Segment Open

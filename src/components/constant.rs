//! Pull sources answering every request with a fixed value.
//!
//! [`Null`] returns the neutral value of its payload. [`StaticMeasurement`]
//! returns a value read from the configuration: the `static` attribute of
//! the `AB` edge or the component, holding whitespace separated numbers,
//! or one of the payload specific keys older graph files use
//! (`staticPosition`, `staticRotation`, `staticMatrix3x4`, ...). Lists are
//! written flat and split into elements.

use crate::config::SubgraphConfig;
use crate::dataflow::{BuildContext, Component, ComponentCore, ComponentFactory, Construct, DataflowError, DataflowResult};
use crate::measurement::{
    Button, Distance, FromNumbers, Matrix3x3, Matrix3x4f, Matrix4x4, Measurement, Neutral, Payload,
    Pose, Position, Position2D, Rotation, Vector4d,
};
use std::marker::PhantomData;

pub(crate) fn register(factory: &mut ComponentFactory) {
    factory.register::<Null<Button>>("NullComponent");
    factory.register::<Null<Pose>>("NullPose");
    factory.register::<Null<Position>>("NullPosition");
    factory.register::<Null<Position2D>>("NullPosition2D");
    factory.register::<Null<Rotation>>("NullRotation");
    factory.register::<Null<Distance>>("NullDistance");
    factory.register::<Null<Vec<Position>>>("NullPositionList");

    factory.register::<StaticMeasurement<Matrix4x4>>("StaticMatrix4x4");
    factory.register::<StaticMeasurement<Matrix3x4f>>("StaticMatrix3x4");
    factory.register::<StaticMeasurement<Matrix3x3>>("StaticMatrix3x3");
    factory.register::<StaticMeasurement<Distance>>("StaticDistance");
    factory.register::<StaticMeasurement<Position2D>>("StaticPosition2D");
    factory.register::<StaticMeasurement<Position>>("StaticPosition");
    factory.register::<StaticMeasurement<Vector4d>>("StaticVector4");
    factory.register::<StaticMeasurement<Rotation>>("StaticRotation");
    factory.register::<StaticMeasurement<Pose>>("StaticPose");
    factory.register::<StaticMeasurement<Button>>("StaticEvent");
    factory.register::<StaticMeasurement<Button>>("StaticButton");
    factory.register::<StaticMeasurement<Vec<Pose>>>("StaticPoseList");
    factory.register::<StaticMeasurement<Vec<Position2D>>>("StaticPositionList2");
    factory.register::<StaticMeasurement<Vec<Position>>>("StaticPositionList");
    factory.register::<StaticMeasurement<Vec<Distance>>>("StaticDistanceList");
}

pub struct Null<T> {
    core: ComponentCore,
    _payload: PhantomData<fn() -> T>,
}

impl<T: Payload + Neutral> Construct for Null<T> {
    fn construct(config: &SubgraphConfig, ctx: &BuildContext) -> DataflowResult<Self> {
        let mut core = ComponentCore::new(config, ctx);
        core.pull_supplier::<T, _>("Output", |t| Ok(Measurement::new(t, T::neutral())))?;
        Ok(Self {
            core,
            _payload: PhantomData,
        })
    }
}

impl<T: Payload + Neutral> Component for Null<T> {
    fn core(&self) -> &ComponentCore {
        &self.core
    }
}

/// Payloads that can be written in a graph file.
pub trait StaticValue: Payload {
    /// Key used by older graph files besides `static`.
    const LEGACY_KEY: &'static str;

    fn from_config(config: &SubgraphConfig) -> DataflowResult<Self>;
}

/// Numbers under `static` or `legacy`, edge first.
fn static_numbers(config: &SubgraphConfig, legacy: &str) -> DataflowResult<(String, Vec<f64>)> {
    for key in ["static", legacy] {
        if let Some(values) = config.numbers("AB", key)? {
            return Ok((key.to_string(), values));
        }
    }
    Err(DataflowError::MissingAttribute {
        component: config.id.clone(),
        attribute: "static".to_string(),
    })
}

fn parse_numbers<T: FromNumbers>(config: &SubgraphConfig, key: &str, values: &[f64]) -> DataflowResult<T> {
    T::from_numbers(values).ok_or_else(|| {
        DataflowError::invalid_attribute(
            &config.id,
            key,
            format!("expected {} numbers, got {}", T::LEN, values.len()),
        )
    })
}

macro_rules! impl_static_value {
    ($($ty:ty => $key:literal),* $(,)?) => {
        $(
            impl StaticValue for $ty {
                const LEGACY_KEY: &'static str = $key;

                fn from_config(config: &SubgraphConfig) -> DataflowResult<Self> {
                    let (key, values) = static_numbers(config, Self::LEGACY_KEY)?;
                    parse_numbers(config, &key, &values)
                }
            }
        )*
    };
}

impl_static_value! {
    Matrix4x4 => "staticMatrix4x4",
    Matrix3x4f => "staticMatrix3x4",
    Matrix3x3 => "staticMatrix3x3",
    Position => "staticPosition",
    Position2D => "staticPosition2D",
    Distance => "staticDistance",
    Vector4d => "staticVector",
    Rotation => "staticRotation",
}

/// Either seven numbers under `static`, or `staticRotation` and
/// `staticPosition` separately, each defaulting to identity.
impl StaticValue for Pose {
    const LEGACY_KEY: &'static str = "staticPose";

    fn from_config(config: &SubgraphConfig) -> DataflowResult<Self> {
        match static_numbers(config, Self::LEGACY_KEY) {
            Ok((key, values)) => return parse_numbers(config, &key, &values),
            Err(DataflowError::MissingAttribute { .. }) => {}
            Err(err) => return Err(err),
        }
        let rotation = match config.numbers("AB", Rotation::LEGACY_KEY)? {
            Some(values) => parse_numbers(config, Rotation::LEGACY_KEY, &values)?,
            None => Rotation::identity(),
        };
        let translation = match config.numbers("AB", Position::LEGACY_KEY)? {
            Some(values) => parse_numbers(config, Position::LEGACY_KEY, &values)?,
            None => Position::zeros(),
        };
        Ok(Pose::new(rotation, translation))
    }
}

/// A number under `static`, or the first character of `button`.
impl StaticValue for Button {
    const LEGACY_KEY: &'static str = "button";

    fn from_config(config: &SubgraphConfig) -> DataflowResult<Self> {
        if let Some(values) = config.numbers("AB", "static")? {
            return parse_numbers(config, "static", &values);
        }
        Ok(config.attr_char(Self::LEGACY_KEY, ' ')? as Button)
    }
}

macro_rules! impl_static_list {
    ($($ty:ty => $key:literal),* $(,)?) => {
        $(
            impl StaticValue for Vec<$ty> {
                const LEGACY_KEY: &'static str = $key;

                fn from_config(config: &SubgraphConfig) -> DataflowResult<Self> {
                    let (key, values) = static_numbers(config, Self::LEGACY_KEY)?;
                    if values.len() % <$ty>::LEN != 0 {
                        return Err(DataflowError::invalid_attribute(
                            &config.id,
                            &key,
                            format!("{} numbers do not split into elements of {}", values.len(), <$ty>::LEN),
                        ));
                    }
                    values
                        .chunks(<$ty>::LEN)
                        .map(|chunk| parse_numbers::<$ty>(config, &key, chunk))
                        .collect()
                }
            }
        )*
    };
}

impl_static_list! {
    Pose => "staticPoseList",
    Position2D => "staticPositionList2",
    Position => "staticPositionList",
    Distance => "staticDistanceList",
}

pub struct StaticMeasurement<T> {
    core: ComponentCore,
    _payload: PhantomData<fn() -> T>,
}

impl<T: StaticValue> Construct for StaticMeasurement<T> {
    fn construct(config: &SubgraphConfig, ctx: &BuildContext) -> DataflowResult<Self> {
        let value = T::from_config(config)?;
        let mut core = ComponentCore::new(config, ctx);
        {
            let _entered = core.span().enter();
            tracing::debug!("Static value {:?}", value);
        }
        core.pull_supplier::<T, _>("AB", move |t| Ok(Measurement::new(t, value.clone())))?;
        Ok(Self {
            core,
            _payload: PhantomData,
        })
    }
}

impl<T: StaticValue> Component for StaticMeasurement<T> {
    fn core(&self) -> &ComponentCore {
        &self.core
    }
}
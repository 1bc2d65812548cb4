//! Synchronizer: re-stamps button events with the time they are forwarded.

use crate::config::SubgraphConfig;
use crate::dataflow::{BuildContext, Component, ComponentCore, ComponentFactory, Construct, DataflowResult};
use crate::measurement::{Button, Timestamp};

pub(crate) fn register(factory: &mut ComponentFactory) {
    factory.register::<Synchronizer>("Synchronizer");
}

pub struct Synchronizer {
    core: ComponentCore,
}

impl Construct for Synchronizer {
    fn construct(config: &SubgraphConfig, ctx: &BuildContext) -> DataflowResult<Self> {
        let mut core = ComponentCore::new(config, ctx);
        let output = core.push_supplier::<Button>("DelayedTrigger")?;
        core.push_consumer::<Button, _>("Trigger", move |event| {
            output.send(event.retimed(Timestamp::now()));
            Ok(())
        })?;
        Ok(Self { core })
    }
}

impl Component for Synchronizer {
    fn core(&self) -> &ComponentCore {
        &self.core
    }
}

Segment Closed

Task instructions:
Whenever a line in the data holds "first", copy that line.

Expected output:
/// Numbers under `static` or `legacy`, edge first.
/// A number under `static`, or the first character of `button`.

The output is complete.